Andrés Núñez Olano
Tenía
cuarenta años, paradójicamente rotulados con un diminutivo: Lolita. Amplia y cuantiosa,
sobre el paisaje de su soltería perfilaba el apelativo un naciente de luna otoñal, melancólicamente pueril. El amor
descendió hasta ella desde los balcones
de una casa de frontera. Fue un viajante de comercio, inexorablemente apellidado
López. La espera de este amor había sido una obstinada labor de bordado y una angustiosa invasión de arrugas. No era
todavía aquel hombre, pasado de los
treinta años, bajo cuya calva bibliotecaria la más decorativa barba se
ilustraba de remembranzas próceres, el
tenazmente aguardado, el que debía anticipar al niño dormido en su corazón maduro. Mas su corazón también sabía del suave
descanso de la conformidad.
Nunca se abrieron hasta entonces al sol cotidiano
las ventanas de su casa, selladas por su recato de virgen doméstica. En las
salas obstruidas de muebles hereditarios, sobre los butacones tradicionales,
frente a los espejos ingenuos como el agua clara, había cortado ella —horticultora resignada— las rosas inútiles de sus años solteros.
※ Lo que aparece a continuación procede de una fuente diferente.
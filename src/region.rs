use std::ptr::NonNull;

use log::debug;

use crate::error::{AllocError, AllocResult};

/// A contiguous byte buffer reserved directly from the operating system.
///
/// The `Region` is the single backing resource of an allocator instance: it
/// is acquired once at construction, owned exclusively by that instance for
/// its whole lifetime and returned to the kernel exactly once, on drop. If
/// construction of the owning allocator fails after the region has been
/// reserved, dropping the partially built state releases the buffer too, so
/// no exit path leaks it.
///
/// The buffer is opaque: the allocators only ever hand out offsets into it
/// and never store their own bookkeeping inside of it.
pub(crate) struct Region {
    /// Start of the buffer as returned by the kernel.
    start: NonNull<u8>,
    /// Size of the buffer in bytes.
    len: usize,
}

/// This trait provides an abstraction to handle low level memory requests
/// and syscalls, since the allocators themselves have nothing to do with the
/// concrete APIs offered by each kernel.
trait PlatformMemory {
    /// Requests a memory region of size `len` from the kernel. Returns a
    /// pointer to it, or `None` if the underlying syscall fails.
    unsafe fn request_memory(len: usize) -> Option<NonNull<u8>>;

    /// Returns the memory of size `len` starting at `addr` back to the kernel.
    unsafe fn return_memory(addr: *mut u8, len: usize);
}

impl Region {
    /// Reserves a fresh `len` byte region.
    ///
    /// A refusal by the operating system is reported as
    /// [`AllocError::OutOfMemory`] rather than a crash.
    pub(crate) fn reserve(len: usize) -> AllocResult<Self> {
        if len == 0 {
            return Err(AllocError::InvalidArgument(
                "region capacity must be non-zero",
            ));
        }

        // SAFETY: `len` is non-zero and the result is checked before use.
        let start = unsafe { Self::request_memory(len) }.ok_or(AllocError::OutOfMemory)?;

        debug!("reserved {len} byte region at {start:p}");

        Ok(Self { start, len })
    }

    /// Pointer to the first byte of the region.
    #[inline]
    pub(crate) fn base(&self) -> NonNull<u8> {
        self.start
    }

    /// Start of the region as a plain integer, for alignment arithmetic.
    #[inline]
    pub(crate) fn base_addr(&self) -> usize {
        self.start.as_ptr() as usize
    }

    /// Size of the region in bytes.
    #[inline]
    pub(crate) fn len(&self) -> usize {
        self.len
    }
}

impl Drop for Region {
    fn drop(&mut self) {
        // SAFETY: `start` and `len` are exactly what `request_memory` handed
        // out, and drop runs at most once.
        unsafe { Self::return_memory(self.start.as_ptr(), self.len) }
    }
}

#[cfg(unix)]
mod unix {
    use std::os::raw::{c_int, c_void};
    use std::ptr::NonNull;

    use libc::{mmap, munmap, off_t, size_t};

    use super::{PlatformMemory, Region};

    impl PlatformMemory for Region {
        unsafe fn request_memory(len: usize) -> Option<NonNull<u8>> {
            // mmap parameters.
            const ADDR: *mut c_void = std::ptr::null_mut::<c_void>();
            // Read-Write only memory.
            const PROT: c_int = libc::PROT_READ | libc::PROT_WRITE;
            const FLAGS: c_int = libc::MAP_PRIVATE | libc::MAP_ANONYMOUS;
            const FD: c_int = -1;
            const OFFSET: off_t = 0;

            unsafe {
                let addr = mmap(ADDR, len as size_t, PROT, FLAGS, FD, OFFSET);

                match addr {
                    libc::MAP_FAILED => None,
                    addr => Some(NonNull::new_unchecked(addr).cast::<u8>()),
                }
            }
        }

        unsafe fn return_memory(addr: *mut u8, len: usize) {
            unsafe {
                munmap(addr as *mut c_void, len as size_t);
            }
        }
    }
}

#[cfg(windows)]
mod windows {
    use std::os::raw::c_void;
    use std::ptr::NonNull;

    use windows::Win32::System::Memory;

    use super::{PlatformMemory, Region};

    impl PlatformMemory for Region {
        unsafe fn request_memory(len: usize) -> Option<NonNull<u8>> {
            // Read-Write only.
            let protection = Memory::PAGE_READWRITE;

            let flags = Memory::MEM_RESERVE | Memory::MEM_COMMIT;

            unsafe {
                let addr = Memory::VirtualAlloc(None, len, flags, protection);

                NonNull::new(addr.cast())
            }
        }

        unsafe fn return_memory(addr: *mut u8, _len: usize) {
            unsafe {
                let _ = Memory::VirtualFree(addr as *mut c_void, 0, Memory::MEM_RELEASE);
            }
        }
    }
}

#[cfg(test)]
mod tests {
    use super::*;

    #[test]
    fn reserve_and_release() {
        let region = Region::reserve(4096).unwrap();

        assert_eq!(4096, region.len());
        assert_eq!(region.base_addr(), region.base().as_ptr() as usize);

        // The buffer must actually be ours to read and write.
        unsafe {
            region.base().as_ptr().write(0xAB);
            assert_eq!(0xAB, region.base().as_ptr().read());
        }
    }

    #[test]
    fn zero_capacity_is_rejected() {
        assert_eq!(
            Err(AllocError::InvalidArgument(
                "region capacity must be non-zero"
            )),
            Region::reserve(0).map(|r| r.len())
        );
    }

    #[test]
    fn small_regions_are_usable_end_to_end() {
        let region = Region::reserve(100).unwrap();

        unsafe {
            for i in 0..100 {
                region.base().as_ptr().add(i).write(i as u8);
            }
            assert_eq!(99, region.base().as_ptr().add(99).read());
        }
    }
}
Mas he aquí
al amor, calvo y barbudo, viajante de
comercio y López. En el júbilo del advenimiento, las ventanas conocieron la
novedad de ser abiertas. Protestaron de la separación de sus marcos, donde
anclara su sueño de veinte años: lloraron polvo y telarañas.
Así
fue la historia, cuando los novios-abuelos comenzaron a mecer su amor-nieto, un
resquebrajamiento de maderas reumáticas y un asombro del vecindario frente a
unas insólitas ventanas abiertas.
Social, junio de 1926.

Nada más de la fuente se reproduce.